About 500 jobs will be lost at the mine and another 85 at the company's U.S. operations.

"It's a terrible day for northern Saskatchewan, for those 500 people that have lost their jobs, at least temporarily," Wall said Friday.

"If there's some hope, it's that they're not closing it completely and permanently, that they are going to keep 100-plus staff there in terms of maintenance, for the occasion when prices regain strength and it can potentially open."

But the premier added that he doesn't believe there's any expectation on the part of industry or analysts "that prices will be coming back to the extent that they would need to for Rabbit Lake to reopen any time soon."

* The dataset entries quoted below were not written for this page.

//! # Careslot API
//!
//! The API crate provides the web server for the careslot booking service:
//! registration and phone verification, slot browsing, interactive booking,
//! schedule views, and the JSON CRUD API over slots, providers and bookings.
//!
//! ## Architecture
//!
//! This crate follows a layered architecture:
//!
//! - **Routes**: Define API endpoints and URL structure
//! - **Handlers**: Implement request processing logic
//! - **Middleware**: Provide cross-cutting concerns like authentication and
//!   error handling
//! - **Config**: Handle environment and application configuration
//!
//! The API uses Axum as the web framework and SQLx for database interactions.

/// Configuration module for API settings
pub mod config;
/// Request handlers that implement business logic
pub mod handlers;
/// Middleware for authentication and error handling
pub mod middleware;
/// Route definitions and API endpoint structure
pub mod routes;

use std::sync::Arc;

use axum::Router;
use eyre::Result;
use sqlx::PgPool;
use tokio::net::TcpListener;
use tracing::info;
use tracing_subscriber::FmtSubscriber;

/// Shared application state accessible to all request handlers.
pub struct ApiState {
    /// PostgreSQL connection pool for database operations
    pub db_pool: PgPool,
    /// Server configuration (the handlers need the token secret)
    pub config: config::ApiConfig,
}

/// Builds the application router. Separate from [`start_server`] so tests
/// can drive the router without binding a socket.
pub fn build_router(state: Arc<ApiState>) -> Router {
    Router::new()
        // Health check endpoints
        .merge(routes::health::routes())
        // Registration, login and phone verification
        .merge(routes::auth::routes())
        // Browse pages (JSON view models)
        .merge(routes::pages::routes())
        // Interactive booking and schedule views
        .merge(routes::booking::routes())
        // JSON CRUD API over slots, providers and bookings
        .merge(routes::api::routes())
        // Attach shared state to all routes
        .with_state(state)
}

/// Starts the API server with the provided configuration and database
/// connection: initializes logging, builds the router, applies CORS and
/// timeout layers, and serves until shutdown.
pub async fn start_server(config: config::ApiConfig, db_pool: PgPool) -> Result<()> {
    // Initialize tracing for logging
    let subscriber = FmtSubscriber::builder()
        .with_max_level(config.log_level)
        .finish();
    tracing::subscriber::set_global_default(subscriber)?;

    let request_timeout = config.request_timeout;
    let cors_origins = config.cors_origins.clone();
    let addr = config.server_addr();

    // Create shared state with dependencies
    let state = Arc::new(ApiState { db_pool, config });

    let app = build_router(state);

    // Apply CORS configuration if origins are specified
    let app = if let Some(origins) = &cors_origins {
        let origins = origins
            .iter()
            .filter_map(|origin| origin.parse::<axum::http::HeaderValue>().ok())
            .collect::<Vec<_>>();

        let cors = tower_http::cors::CorsLayer::new()
            .allow_methods([
                axum::http::Method::GET,
                axum::http::Method::POST,
                axum::http::Method::PUT,
                axum::http::Method::DELETE,
                axum::http::Method::OPTIONS,
            ])
            .allow_headers([
                axum::http::header::CONTENT_TYPE,
                axum::http::header::AUTHORIZATION,
                axum::http::header::ACCEPT,
            ])
            .allow_origin(origins)
            .allow_credentials(true);

        app.layer(cors)
    } else {
        app
    };

    // Add request timeout middleware
    let app = app.layer(
        tower::ServiceBuilder::new()
            .layer(axum::error_handling::HandleErrorLayer::new(
                |_: tower::BoxError| async {
                    axum::http::StatusCode::REQUEST_TIMEOUT
                },
            ))
            .timeout(std::time::Duration::from_secs(request_timeout)),
    );

    // Start the HTTP server
    let listener = TcpListener::bind(&addr).await?;
    info!("Server listening on http://{}", addr);
    axum::serve(listener, app).await?;

    Ok(())
}
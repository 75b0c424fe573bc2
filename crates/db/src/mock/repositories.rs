use chrono::{DateTime, Utc};
use mockall::mock;
use uuid::Uuid;

use careslot_core::verification::PhoneVerification;

use crate::models::{
    DbAppointmentRow, DbBooking, DbPatientProfile, DbProvider, DbProviderDetail, DbScheduleRow,
    DbSlotDetail, DbTimeSlot, DbUser,
};

// Mock repositories for testing. Arguments are owned so expectations don't
// need 'static borrows.
mock! {
    pub AccountRepo {
        pub async fn create_user(
            &self,
            username: String,
            email: String,
            first_name: String,
            last_name: String,
            password_hash: String,
            role: String,
        ) -> eyre::Result<DbUser>;

        pub async fn get_user_by_id(&self, id: Uuid) -> eyre::Result<Option<DbUser>>;

        pub async fn get_user_by_username(
            &self,
            username: String,
        ) -> eyre::Result<Option<DbUser>>;

        pub async fn username_exists(&self, username: String) -> eyre::Result<bool>;
    }
}

mock! {
    pub PatientProfileRepo {
        pub async fn create_profile(
            &self,
            user_id: Uuid,
            phone_number: String,
        ) -> eyre::Result<DbPatientProfile>;

        pub async fn get_profile_by_user_id(
            &self,
            user_id: Uuid,
        ) -> eyre::Result<Option<DbPatientProfile>>;

        pub async fn phone_exists(&self, phone_number: String) -> eyre::Result<bool>;

        pub async fn store_verification(
            &self,
            user_id: Uuid,
            verification: PhoneVerification,
        ) -> eyre::Result<DbPatientProfile>;
    }
}

mock! {
    pub ProviderRepo {
        pub async fn create_provider(
            &self,
            user_id: Uuid,
            specialization: String,
            photo_url: Option<String>,
        ) -> eyre::Result<DbProvider>;

        pub async fn get_provider_by_id(&self, id: Uuid) -> eyre::Result<Option<DbProvider>>;

        pub async fn get_provider_by_user_id(
            &self,
            user_id: Uuid,
        ) -> eyre::Result<Option<DbProvider>>;

        pub async fn get_provider_detail_by_id(
            &self,
            id: Uuid,
        ) -> eyre::Result<Option<DbProviderDetail>>;

        pub async fn list_providers(&self) -> eyre::Result<Vec<DbProviderDetail>>;

        pub async fn update_provider(
            &self,
            id: Uuid,
            specialization: Option<String>,
            photo_url: Option<String>,
        ) -> eyre::Result<DbProvider>;

        pub async fn delete_provider(&self, id: Uuid) -> eyre::Result<()>;
    }
}

mock! {
    pub TimeSlotRepo {
        pub async fn create_time_slot(
            &self,
            provider_id: Uuid,
            start_time: DateTime<Utc>,
            end_time: DateTime<Utc>,
        ) -> eyre::Result<DbTimeSlot>;

        pub async fn get_time_slot_by_id(
            &self,
            id: Uuid,
        ) -> eyre::Result<Option<DbTimeSlot>>;

        pub async fn get_slot_detail_by_id(
            &self,
            id: Uuid,
        ) -> eyre::Result<Option<DbSlotDetail>>;

        pub async fn list_slots(&self) -> eyre::Result<Vec<DbSlotDetail>>;

        pub async fn list_slots_by_specialization(
            &self,
            specialization: String,
        ) -> eyre::Result<Vec<DbSlotDetail>>;

        pub async fn list_slots_by_provider(
            &self,
            provider_id: Uuid,
        ) -> eyre::Result<Vec<DbTimeSlot>>;

        pub async fn update_time_slot(
            &self,
            id: Uuid,
            start_time: Option<DateTime<Utc>>,
            end_time: Option<DateTime<Utc>>,
            is_booked: Option<bool>,
        ) -> eyre::Result<DbTimeSlot>;

        pub async fn try_claim_slot(&self, id: Uuid) -> eyre::Result<bool>;

        pub async fn set_booked(&self, id: Uuid, is_booked: bool) -> eyre::Result<()>;

        pub async fn delete_time_slot(&self, id: Uuid) -> eyre::Result<()>;
    }
}

mock! {
    pub BookingRepo {
        pub async fn create_booking(
            &self,
            client_id: Uuid,
            slot_id: Uuid,
            status: String,
        ) -> eyre::Result<DbBooking>;

        pub async fn get_booking_by_id(&self, id: Uuid) -> eyre::Result<Option<DbBooking>>;

        pub async fn list_bookings(&self) -> eyre::Result<Vec<DbBooking>>;

        pub async fn list_appointments_by_client(
            &self,
            client_id: Uuid,
        ) -> eyre::Result<Vec<DbAppointmentRow>>;

        pub async fn list_schedule_for_provider(
            &self,
            provider_id: Uuid,
        ) -> eyre::Result<Vec<DbScheduleRow>>;

        pub async fn update_booking(
            &self,
            id: Uuid,
            slot_id: Option<Uuid>,
            client_id: Option<Uuid>,
        ) -> eyre::Result<DbBooking>;

        pub async fn delete_booking(&self, id: Uuid) -> eyre::Result<()>;
    }
}
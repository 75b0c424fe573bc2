use axum::{
    routing::{get, post},
    Router,
};
use std::sync::Arc;

use crate::{handlers, ApiState};

pub fn routes() -> Router<Arc<ApiState>> {
    Router::new()
        .route("/login", post(handlers::auth::login))
        .route("/register", post(handlers::auth::register))
        .route("/logout", post(handlers::auth::logout))
        .route(
            "/verify-phone",
            get(handlers::auth::verify_phone_status).post(handlers::auth::verify_phone),
        )
        .route("/resend-otp", post(handlers::auth::resend_otp))
}
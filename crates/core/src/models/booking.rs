use chrono::{DateTime, Utc};
use serde::{Deserialize, Serialize};
use std::fmt;
use std::str::FromStr;
use uuid::Uuid;

use crate::models::provider::Specialization;

#[derive(Debug, Clone, Copy, PartialEq, Eq, Serialize, Deserialize)]
#[serde(rename_all = "lowercase")]
pub enum BookingStatus {
    Confirmed,
    Pending,
    Cancelled,
}

impl Default for BookingStatus {
    fn default() -> Self {
        BookingStatus::Pending
    }
}

impl fmt::Display for BookingStatus {
    fn fmt(&self, f: &mut fmt::Formatter<'_>) -> fmt::Result {
        match self {
            BookingStatus::Confirmed => write!(f, "confirmed"),
            BookingStatus::Pending => write!(f, "pending"),
            BookingStatus::Cancelled => write!(f, "cancelled"),
        }
    }
}

impl FromStr for BookingStatus {
    type Err = String;

    fn from_str(s: &str) -> Result<Self, Self::Err> {
        match s.to_lowercase().as_str() {
            "confirmed" => Ok(BookingStatus::Confirmed),
            "pending" => Ok(BookingStatus::Pending),
            "cancelled" => Ok(BookingStatus::Cancelled),
            other => Err(format!("Unknown booking status: {}", other)),
        }
    }
}

#[derive(Debug, Clone, Serialize, Deserialize)]
pub struct Booking {
    pub id: Uuid,
    pub client_id: Uuid,
    pub slot_id: Uuid,
    pub status: BookingStatus,
    pub created_at: DateTime<Utc>,
}

/// Booking as the CRUD API lists it; status is not part of this shape.
#[derive(Debug, Clone, Serialize, Deserialize)]
pub struct BookingResponse {
    pub id: Uuid,
    pub client_id: Uuid,
    pub slot_id: Uuid,
    pub created_at: DateTime<Utc>,
}

#[derive(Debug, Clone, Serialize, Deserialize)]
pub struct CreateBookingRequest {
    pub client_id: Uuid,
    pub slot_id: Uuid,
}

#[derive(Debug, Clone, Serialize, Deserialize)]
pub struct UpdateBookingRequest {
    pub slot_id: Option<Uuid>,
    pub client_id: Option<Uuid>,
}

/// Confirmation view returned by the interactive booking flow.
#[derive(Debug, Clone, Serialize, Deserialize)]
pub struct BookingConfirmation {
    pub booking_id: Uuid,
    pub slot_id: Uuid,
    pub provider: String,
    pub specialization: Specialization,
    pub start_time: DateTime<Utc>,
    pub end_time: DateTime<Utc>,
    pub status: BookingStatus,
}
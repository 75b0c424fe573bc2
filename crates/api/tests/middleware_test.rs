use argon2::PasswordVerifier;
use chrono::Utc;
use uuid::Uuid;

use careslot_api::middleware::auth;
use careslot_core::errors::BookingError;
use careslot_core::models::account::{Account, AccountRole};

#[tokio::test]
async fn test_error_handling_not_found() {
    let error = BookingError::NotFound("Slot not found".to_string());
    let response = careslot_api::middleware::error_handling::map_error(error);
    assert_eq!(response.status(), axum::http::StatusCode::NOT_FOUND);
}

#[tokio::test]
async fn test_error_handling_validation() {
    let error = BookingError::Validation("Invalid input".to_string());
    let response = careslot_api::middleware::error_handling::map_error(error);
    assert_eq!(response.status(), axum::http::StatusCode::BAD_REQUEST);
}

#[tokio::test]
async fn test_error_handling_authentication() {
    let error = BookingError::Authentication("Invalid password".to_string());
    let response = careslot_api::middleware::error_handling::map_error(error);
    assert_eq!(response.status(), axum::http::StatusCode::UNAUTHORIZED);
}

#[tokio::test]
async fn test_error_handling_authorization() {
    let error = BookingError::Authorization("Not a doctor".to_string());
    let response = careslot_api::middleware::error_handling::map_error(error);
    assert_eq!(response.status(), axum::http::StatusCode::FORBIDDEN);
}

#[tokio::test]
async fn test_error_handling_verification_required() {
    let error = BookingError::VerificationRequired(
        "Please verify your phone number before booking.".to_string(),
    );
    let response = careslot_api::middleware::error_handling::map_error(error);
    assert_eq!(response.status(), axum::http::StatusCode::FORBIDDEN);
}

#[tokio::test]
async fn test_error_handling_conflict() {
    let error = BookingError::Conflict("This slot is already booked.".to_string());
    let response = careslot_api::middleware::error_handling::map_error(error);
    assert_eq!(response.status(), axum::http::StatusCode::CONFLICT);
}

#[tokio::test]
async fn test_error_handling_database() {
    let error = BookingError::Database(eyre::eyre!("Database error"));
    let response = careslot_api::middleware::error_handling::map_error(error);
    assert_eq!(
        response.status(),
        axum::http::StatusCode::INTERNAL_SERVER_ERROR
    );
}

#[tokio::test]
async fn test_error_handling_internal() {
    let error = BookingError::Internal(Box::new(std::io::Error::new(
        std::io::ErrorKind::Other,
        "Internal error",
    )));
    let response = careslot_api::middleware::error_handling::map_error(error);
    assert_eq!(
        response.status(),
        axum::http::StatusCode::INTERNAL_SERVER_ERROR
    );
}

#[tokio::test]
async fn test_hash_password() {
    let password = "test_password";
    let hashed = auth::hash_password(password).unwrap();

    assert_ne!(hashed, password);
    assert!(hashed.starts_with("$argon2"));
}

#[tokio::test]
async fn test_verify_password_roundtrip() {
    let password = "patient123";
    let hashed = auth::hash_password(password).unwrap();

    assert!(auth::verify_password(&hashed, password).unwrap());
    assert!(!auth::verify_password(&hashed, "wrong_password").unwrap());

    // Cross-check against argon2 directly
    let argon2 = argon2::Argon2::default();
    let parsed_hash = argon2::PasswordHash::new(&hashed).unwrap();
    assert!(argon2
        .verify_password(password.as_bytes(), &parsed_hash)
        .is_ok());
}

fn test_account(role: AccountRole) -> Account {
    Account {
        id: Uuid::new_v4(),
        username: "alice_k".to_string(),
        email: "alice.kim@mail.com".to_string(),
        first_name: "Alice".to_string(),
        last_name: "Kim".to_string(),
        role,
        created_at: Utc::now(),
    }
}

#[tokio::test]
async fn test_token_roundtrip() {
    let account = test_account(AccountRole::Patient);
    let token = auth::issue_token(&account, "test-secret").unwrap();

    let claims = auth::decode_token(&token, "test-secret").unwrap();
    assert_eq!(claims.sub, account.id);
    assert_eq!(claims.username, account.username);
    assert_eq!(claims.role, AccountRole::Patient);
    assert!(claims.exp > claims.iat);
}

#[tokio::test]
async fn test_token_rejects_wrong_secret() {
    let account = test_account(AccountRole::Provider);
    let token = auth::issue_token(&account, "test-secret").unwrap();

    let result = auth::decode_token(&token, "other-secret");
    assert!(matches!(result, Err(BookingError::Authentication(_))));
}

#[tokio::test]
async fn test_token_rejects_garbage() {
    let result = auth::decode_token("not.a.token", "test-secret");
    assert!(matches!(result, Err(BookingError::Authentication(_))));
}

Wall said a team from the Economy Ministry will help those who have been laid off to identify other jobs or retraining opportunities.

Cameco CEO Tim Gitzel travelled to the mine to meet with employees.

"It's a tough decision so I wanted to be there to explain it to them face to face," he said Thursday. (They're) obviously disappointed, but they know our business, they know our company. Rabbit Lake is a higher cost mine and had a limited life."

Cameco said it will offer employees exit packages and will consider relocating workers to other Cameco facilities.

About 150 people will be kept on at Rabbit Lake to maintain the facility and to do environmental monitoring and reclamation. That transition work is expected to be completed by the end of August.

Rabbit Lake has produced more than 91 million kilograms of uranium concentrates since production began at the Saskatchewan facility in 1975.

Gitzel said the mine was old and small compared with the company's two other mines in the province, which each produce as much as 9.7 million kilograms of uranium a year. Rabbit Lake only produced about 1.8 million kilograms.

He said the market has been soft for about five years since a 2011 earthquake and tsunami caused a nuclear meltdown at three reactors in Fukushima, Japan. Uranium is selling for about two-thirds less than it did before the accident.

"There's certainly an excess inventory of uranium available around the world so that's driven the prices way down."

The company also said it will reduce its 2016 production target at the McArthur River/Key Lake operation, given the current state of oversupply in the market.

Wall said the province will work with companies and the federal government to find new markets and build demand for Saskatchewan uranium.

"When prices strengthen, if they don't come back to the point that Rabbit Lake makes sense for this company, there might be other opportunities for production increases from companies.

"That would mean Saskatchewan people working again," he said.